Ussery claimed in her lawsuit that officials violated her rights when they arrested her and moved forward with a prosecution that extended for nearly three years.

A federal judge issued a 2024 order dismissing Ussery’s original lawsuit related to the same arrest. She asked the 4th US Circuit Court of Appeals to reverse that decision.

“This case arises from a conspiracy formed by a group of state and local officials to pervert the criminal justice system, in violation of Articles 12, 14, and 19 of the North Carolina Constitution,” Ussery’s lawyers wrote in an April 2025 brief. “Defendants’ actions were designed to stifle public demonstrations against the government’s Covid-19 policies by arresting those who publicly challenged the unprecedented invocations of governmental power, which profoundly impacted the lives of every citizen in the State of North Carolina.”

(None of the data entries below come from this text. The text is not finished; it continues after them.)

async fn run(mut runner: Runner) {
    loop {
        // Idle: nothing scheduled until someone asks to connect.
        match runner.cmd_rx.recv().await {
            None => return,
            Some(Cmd::Connect) => {}
            Some(Cmd::Disconnect { ack }) => {
                let _ = ack.send(());
                continue;
            }
            Some(Cmd::Shutdown { ack }) => {
                let _ = ack.send(());
                return;
            }
            Some(Cmd::Subscribe { .. }) | Some(Cmd::Unsubscribe { .. }) => continue,
        }

        let mut attempt: u32 = 0;
        loop {
            runner.publish(ConnectionPhase::Connecting, attempt, None);
            let end = match runner.dial().await {
                DialEnd::Connected(transport) => {
                    // A healthy session closes out the outage; the next
                    // drop starts counting (and backing off) from one.
                    attempt = 0;
                    runner.run_connected(transport).await
                }
                DialEnd::Failed(reason) => SessionEnd::Retry(reason),
                DialEnd::ToIdle => break,
                DialEnd::Stop => return,
            };
            match end {
                SessionEnd::Retry(reason) => {
                    attempt += 1;
                    let delay = backoff_delay(&runner.config, attempt);
                    warn!(
                        target = "vigil::connection",
                        attempt,
                        delay_ms = delay.as_millis() as u64,
                        reason,
                        "link down; retrying"
                    );
                    runner.publish(ConnectionPhase::Disconnected, attempt, Some(reason));
                    match runner.wait_backoff(delay).await {
                        BackoffEnd::Elapsed => continue,
                        BackoffEnd::ToIdle => break,
                        BackoffEnd::Stop => return,
                    }
                }
                SessionEnd::ToIdle => break,
                SessionEnd::Stop => return,
            }
        }
    }
}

“Defendants found their target in Ms. Ussery, the last remaining protestor at the first ReOpenNC protest on April 14, 2020 (the ‘Protest’), who was arrested after all other protestors had dispersed, while standing alone in a traditional public forum, a government parking lot which is part of the State Capitol Complex across from the legislative building,” Usserys’ lawyers added. “And their punitive, retaliatory campaign against Ms. Ussery continued long after the Protest, spanning three years, even though other protestors who supported more favored causes, including the Governor himself, were either not arrested, charged, or had their charges dismissed.”

Convicted in Wake County District Court on charges of second-degree trespass and violating Cooper’s COVID shutdown Executive Order 121, Ussery eventually accepted a deal to have charges dismissed in return for 25 hours of community service. Charges were dismissed in February 2023, nearly three years after the protest.

Lawyers representing the governor and leaders of the state Department of Public Safety, State Capitol Police, and General Assembly Police filed a brief urging the court to dismiss Ussery’s complaint.

“Plaintiff seeks monetary damages from numerous defendants employed by different state and municipal entities for the performance of their official duties during the beginning of the COVID-19 pandemic,” wrote Special Deputy Attorney General Matthew Tulchin. “She alleges that collectively the Defendants violated her rights to freedom of assembly, freedom of speech, equal protection, and due process as protected under the North Carolina Constitution. She also alleges that all Defendants conspired together to deprive her of those rights. Plaintiff’s allegations are implausible and fail to state a claim.”

“Plaintiffs conspiracy claim fails because, even assuming her allegations demonstrated there was an agreement amongst all Defendants, she failed to allege any facts that plausibly show an agreement amongst all the defendants to deny her constitutional rights or any illegal overt acts in furtherance of such a conspiracy,” Tulchin wrote.

Ussery’s freedom of speech claim “fails for numerous reasons,” the court filing continued. “As an initial matter, freedom of speech is not an issue in this case because EO 121 and the law of trespass involve the regulation of conduct, not protected speech. Moreover, even if freedom of speech was an issue, her claim fails because EO 121 was content and viewpoint neutral and narrowly tailored to serve a substantial government interest – the protection of the public’s health and safety by reducing the spread of a deadly disease.”

“Plaintiff’s equal protection and due process claims fail because the police officers had probable cause to arrest Plaintiff and she has failed to adequately allege that the State Defendants treated her differently than similarly situated people, let alone intentionally and deliberately discriminated against her based on her speech (or were otherwise motivated by discriminatory intent),” state defendants argued. “Finally, even if Plaintiff could plausibly allege any state constitutional claims against the State Defendants, those claims are barred by governmental immunity.”